** Records provided follows **

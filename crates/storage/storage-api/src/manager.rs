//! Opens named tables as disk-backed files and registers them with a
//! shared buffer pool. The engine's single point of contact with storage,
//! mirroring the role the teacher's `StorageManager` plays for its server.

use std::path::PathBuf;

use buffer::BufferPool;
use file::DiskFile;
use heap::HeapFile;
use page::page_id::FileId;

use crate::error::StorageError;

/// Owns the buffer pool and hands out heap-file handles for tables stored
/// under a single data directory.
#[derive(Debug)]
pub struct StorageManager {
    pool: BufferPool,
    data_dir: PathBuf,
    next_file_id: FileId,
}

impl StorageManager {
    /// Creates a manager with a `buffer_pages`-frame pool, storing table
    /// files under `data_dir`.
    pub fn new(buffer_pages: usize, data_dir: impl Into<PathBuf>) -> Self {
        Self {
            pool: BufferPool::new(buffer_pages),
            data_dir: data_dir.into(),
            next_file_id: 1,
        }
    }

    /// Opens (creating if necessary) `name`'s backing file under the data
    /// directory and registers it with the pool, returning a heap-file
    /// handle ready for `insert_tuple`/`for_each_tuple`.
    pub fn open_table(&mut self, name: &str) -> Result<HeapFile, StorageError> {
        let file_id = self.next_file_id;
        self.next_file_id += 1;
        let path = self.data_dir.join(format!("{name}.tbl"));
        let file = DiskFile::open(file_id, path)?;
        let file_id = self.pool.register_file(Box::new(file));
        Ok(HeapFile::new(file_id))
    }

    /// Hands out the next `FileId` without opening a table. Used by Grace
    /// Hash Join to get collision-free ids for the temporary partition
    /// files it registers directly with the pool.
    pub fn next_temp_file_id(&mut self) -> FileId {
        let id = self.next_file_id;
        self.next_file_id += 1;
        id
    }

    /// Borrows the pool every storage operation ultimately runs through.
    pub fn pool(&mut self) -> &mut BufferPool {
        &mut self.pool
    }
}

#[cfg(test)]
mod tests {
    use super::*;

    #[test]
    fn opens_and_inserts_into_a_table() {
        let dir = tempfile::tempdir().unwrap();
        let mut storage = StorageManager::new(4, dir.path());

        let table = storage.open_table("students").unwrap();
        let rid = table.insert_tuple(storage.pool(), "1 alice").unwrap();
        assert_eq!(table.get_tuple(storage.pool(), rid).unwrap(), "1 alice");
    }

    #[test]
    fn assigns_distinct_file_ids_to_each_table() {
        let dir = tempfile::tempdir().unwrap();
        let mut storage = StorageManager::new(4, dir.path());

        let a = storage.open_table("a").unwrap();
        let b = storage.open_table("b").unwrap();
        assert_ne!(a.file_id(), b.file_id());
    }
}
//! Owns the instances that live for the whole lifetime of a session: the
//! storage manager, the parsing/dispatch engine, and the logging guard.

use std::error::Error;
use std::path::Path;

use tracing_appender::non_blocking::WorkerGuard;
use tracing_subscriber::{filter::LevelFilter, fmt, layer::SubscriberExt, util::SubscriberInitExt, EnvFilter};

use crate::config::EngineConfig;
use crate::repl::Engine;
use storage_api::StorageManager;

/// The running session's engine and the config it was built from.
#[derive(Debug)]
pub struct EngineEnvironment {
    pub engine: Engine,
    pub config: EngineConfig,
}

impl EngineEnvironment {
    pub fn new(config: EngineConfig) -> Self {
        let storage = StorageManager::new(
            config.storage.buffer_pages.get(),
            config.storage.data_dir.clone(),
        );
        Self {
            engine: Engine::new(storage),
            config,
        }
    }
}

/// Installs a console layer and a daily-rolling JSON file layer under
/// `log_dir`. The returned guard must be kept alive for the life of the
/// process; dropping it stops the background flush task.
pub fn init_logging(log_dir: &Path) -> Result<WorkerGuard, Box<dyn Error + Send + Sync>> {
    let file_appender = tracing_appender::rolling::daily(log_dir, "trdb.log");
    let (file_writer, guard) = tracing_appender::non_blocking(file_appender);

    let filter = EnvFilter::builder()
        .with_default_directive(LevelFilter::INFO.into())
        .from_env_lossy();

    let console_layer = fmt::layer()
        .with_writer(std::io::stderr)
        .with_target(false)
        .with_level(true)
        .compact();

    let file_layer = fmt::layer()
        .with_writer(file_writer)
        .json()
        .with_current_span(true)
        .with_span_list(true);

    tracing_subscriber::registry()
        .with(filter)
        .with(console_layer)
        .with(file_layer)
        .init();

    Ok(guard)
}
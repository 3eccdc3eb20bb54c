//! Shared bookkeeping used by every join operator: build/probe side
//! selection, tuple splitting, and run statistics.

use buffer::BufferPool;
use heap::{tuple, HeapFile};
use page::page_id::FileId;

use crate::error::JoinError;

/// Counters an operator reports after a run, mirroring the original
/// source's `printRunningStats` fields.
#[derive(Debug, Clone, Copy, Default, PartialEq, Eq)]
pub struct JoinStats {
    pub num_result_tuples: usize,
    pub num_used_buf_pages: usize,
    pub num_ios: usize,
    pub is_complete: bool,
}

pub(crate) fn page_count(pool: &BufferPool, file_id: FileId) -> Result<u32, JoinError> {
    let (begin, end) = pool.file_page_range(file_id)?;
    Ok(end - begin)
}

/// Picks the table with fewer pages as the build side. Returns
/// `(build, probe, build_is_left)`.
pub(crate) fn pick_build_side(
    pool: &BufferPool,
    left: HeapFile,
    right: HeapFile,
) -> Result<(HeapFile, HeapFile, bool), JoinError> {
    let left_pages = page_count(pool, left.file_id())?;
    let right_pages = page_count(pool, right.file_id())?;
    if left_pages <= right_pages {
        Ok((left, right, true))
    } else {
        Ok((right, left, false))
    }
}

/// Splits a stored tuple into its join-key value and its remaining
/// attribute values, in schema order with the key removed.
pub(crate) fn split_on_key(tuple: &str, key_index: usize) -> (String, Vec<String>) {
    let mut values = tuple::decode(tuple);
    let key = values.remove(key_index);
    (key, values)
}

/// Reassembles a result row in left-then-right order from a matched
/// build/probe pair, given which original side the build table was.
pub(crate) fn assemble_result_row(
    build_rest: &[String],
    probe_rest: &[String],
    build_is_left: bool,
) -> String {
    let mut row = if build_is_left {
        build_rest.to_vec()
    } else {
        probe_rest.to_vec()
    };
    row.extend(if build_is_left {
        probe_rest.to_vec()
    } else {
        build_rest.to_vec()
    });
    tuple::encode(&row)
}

** End of Records provided **

- _Brief_: Scan the data above for the word "LevelFilter" and report every line where it is found.

- _Task result_:
use tracing_subscriber::{filter::LevelFilter, fmt, layer::SubscriberExt, util::SubscriberInitExt, EnvFilter};
        .with_default_directive(LevelFilter::INFO.into())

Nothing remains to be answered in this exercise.